Why the president’s anti-Muslim tweets could increase tensions

Last week, President Trump retweeted to his nearly 44 million followers a series of videos purporting to show Muslims assaulting people and destroying Christian statues. These videos, originally shared by an extremist anti-Muslim group in the U.K., were shown to be inaccurate and misleading.

In response to widespread news coverage of the tweets, White House Press Secretary Sarah Huckabee Sanders claimed that the president was merely calling needed attention to the threat posed by Muslims and radical Islam, noting that “The threat is real.”

Many questioned how the president’s actions might affect American Muslims, who the FBI reports are already facing unprecedented levels of religiously motivated hate crimes. The State Department even worried that there could be violent reactions at American embassies around the world and an escalation of religious conflict.

Are such concerns warranted? Our research suggests yes.

Religious threat in the United States

We study the psychological consequences experienced by individuals who are the targets of prejudice and discrimination. In a recent study, we conducted a survey to investigate experiences of “religious threat” among nearly 1,000 Muslims, Jews, Protestants and Catholics across the United States. By religious threat, we mean the feeling that one is targeted, stigmatized or threatened because of one’s religion.

Muslims report the most religious threat. AP Photo/Swoan Parker
We were interested in comparing religious threat experiences between religious groups and between less religious and more religious individuals.

Predictably, Muslims reported feeling the most religious threat. In our sample, 52 percent of Muslims reported that it was “somewhat true” to “very true” that they felt targeted because of their religion. One Muslim participant in our study noted that people think, “I must be a terrorist.” Jews reported feeling the second most amount of threat.

In addition, we found that the more religious people were – that is, the more they considered religion to be important in their lives – the more religious threat they reported.

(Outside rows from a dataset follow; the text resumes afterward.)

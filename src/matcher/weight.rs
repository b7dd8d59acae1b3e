//! Weight of a matched item from its appearance history
//!
//! `weight = rank_score * 0.6 + frequency_score * 0.3 + hotness_score * 0.1`
//!
//! - rank score: mean over appearances of `11 - min(rank, 10)`
//! - frequency score: `min(match_count, 10) * 10`
//! - hotness score: share of appearances ranked at or above the threshold, times 100
//!
//! The result is rounded to two decimals.

use crate::models::NewsMatchData;

pub const RANK_WEIGHT: f64 = 0.6;
pub const FREQUENCY_WEIGHT: f64 = 0.3;
pub const HOTNESS_WEIGHT: f64 = 0.1;

/// Default rank at or above which an appearance counts as hot
pub const DEFAULT_RANK_THRESHOLD: u32 = 5;

/// Compute the weight of one matched item
pub fn calculate_weight(data: &NewsMatchData, rank_threshold: u32) -> f64 {
    let weight = rank_score(&data.ranks) * RANK_WEIGHT
        + frequency_score(data.match_count) * FREQUENCY_WEIGHT
        + hotness_score(&data.ranks, rank_threshold) * HOTNESS_WEIGHT;
    round2(weight)
}

fn rank_score(ranks: &[u32]) -> f64 {
    if ranks.is_empty() {
        return 0.0;
    }
    let total: u32 = ranks.iter().map(|r| 11 - (*r).clamp(1, 10)).sum();
    f64::from(total) / ranks.len() as f64
}

fn frequency_score(match_count: u32) -> f64 {
    f64::from(match_count.min(10)) * 10.0
}

fn hotness_score(ranks: &[u32], threshold: u32) -> f64 {
    if ranks.is_empty() {
        return 0.0;
    }
    let hot = ranks.iter().filter(|r| **r <= threshold).count();
    hot as f64 / ranks.len() as f64 * 100.0
}

fn round2(value: f64) -> f64 {
    (value * 100.0).round() / 100.0
}
//! Settings that shape how git is launched.
//!
//! The file lives at [`config_file`] and is optional: a missing file means
//! plain `git`, remote `origin`, prompts disabled.

pub mod paths;
pub mod settings;

pub use paths::config_file;
pub use settings::{ActionsConfig, GitSettings};

use std::path::Path;

use crate::error::Result;

/// Reads the user's config file, then applies `GIT_ACTIONS_*` overrides.
pub fn load_config() -> Result<ActionsConfig> {
    let path = config_file()?;
    load_config_from(&path)
}

/// Reads `path` as TOML, falling back to defaults when it is absent.
///
/// Environment overrides win over both the file and the defaults.
pub fn load_config_from(path: &Path) -> Result<ActionsConfig> {
    if !path.exists() {
        return Ok(ActionsConfig::default().with_env_overrides());
    }

    let contents = std::fs::read_to_string(path)?;
    let config: ActionsConfig = toml::from_str(&contents)?;

    Ok(config.with_env_overrides())
}

/// Writes `config` to the user's config file.
pub fn save_config(config: &ActionsConfig) -> Result<()> {
    let path = config_file()?;
    save_config_to(config, &path)
}

/// Writes `config` to `path` as pretty TOML, creating missing parent directories.
pub fn save_config_to(config: &ActionsConfig, path: &Path) -> Result<()> {
    if let Some(parent) = path.parent() {
        if !parent.exists() {
            std::fs::create_dir_all(parent)?;
        }
    }

    std::fs::write(path, toml::to_string_pretty(config)?)?;
    Ok(())
}
//! Application configuration settings.

use std::collections::BTreeMap;

use serde::{Deserialize, Serialize};

/// Main configuration for git-actions.
#[derive(Debug, Clone, Default, PartialEq, Eq, Serialize, Deserialize)]
#[serde(default)]
pub struct ActionsConfig {
    /// Git subprocess settings.
    pub git: GitSettings,
}

/// How the git binary is launched.
#[derive(Debug, Clone, PartialEq, Eq, Serialize, Deserialize)]
#[serde(default)]
pub struct GitSettings {
    /// Program name (resolved on `$PATH`) or absolute path to git.
    pub program: String,
    /// Remote used by remote-tracking comparisons.
    pub remote: String,
    /// Set `GIT_TERMINAL_PROMPT=0` so credential prompts fail instead of blocking.
    pub disable_prompts: bool,
    /// Set `LC_ALL=C` for untranslated diagnostics.
    pub c_locale: bool,
    /// Extra environment variables passed to every invocation.
    pub env: BTreeMap<String, String>,
}

impl Default for GitSettings {
    fn default() -> Self {
        Self {
            program: "git".to_string(),
            remote: "origin".to_string(),
            disable_prompts: true,
            c_locale: false,
            env: BTreeMap::new(),
        }
    }
}

/// Environment variables that can override configuration.
pub mod env {
    pub const PROGRAM: &str = "GIT_ACTIONS_PROGRAM";
    pub const REMOTE: &str = "GIT_ACTIONS_REMOTE";
}

impl ActionsConfig {
    /// Apply environment variable overrides to the configuration.
    #[must_use]
    pub fn with_env_overrides(mut self) -> Self {
        if let Ok(program) = std::env::var(env::PROGRAM) {
            if !program.trim().is_empty() {
                self.git.program = program;
            }
        }

        if let Ok(remote) = std::env::var(env::REMOTE) {
            if !remote.trim().is_empty() {
                self.git.remote = remote;
            }
        }

        self
    }
}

This was especially true among Protestants. In fact, among people who were more religious, Protestants felt just as threatened as Muslims and Jews.

This last finding seems consistent with the belief shared among many religious Protestants that religious values and traditions are under attack in American society.

President Trump may be tapping into this increased anxiety.

Reaction to discrimination

A noteworthy aspect of our study is that we found that feeling targeted because of one’s religion may trigger defensive psychological reactions that can lead people to feel socially isolated and, perhaps ironically, fan the flames of intolerance.

We found that people who experienced more religious threat in our sample were less likely to feel that they belonged in the United States in general, or in their workplace or school. We found this to be true no matter what religion respondents belonged to.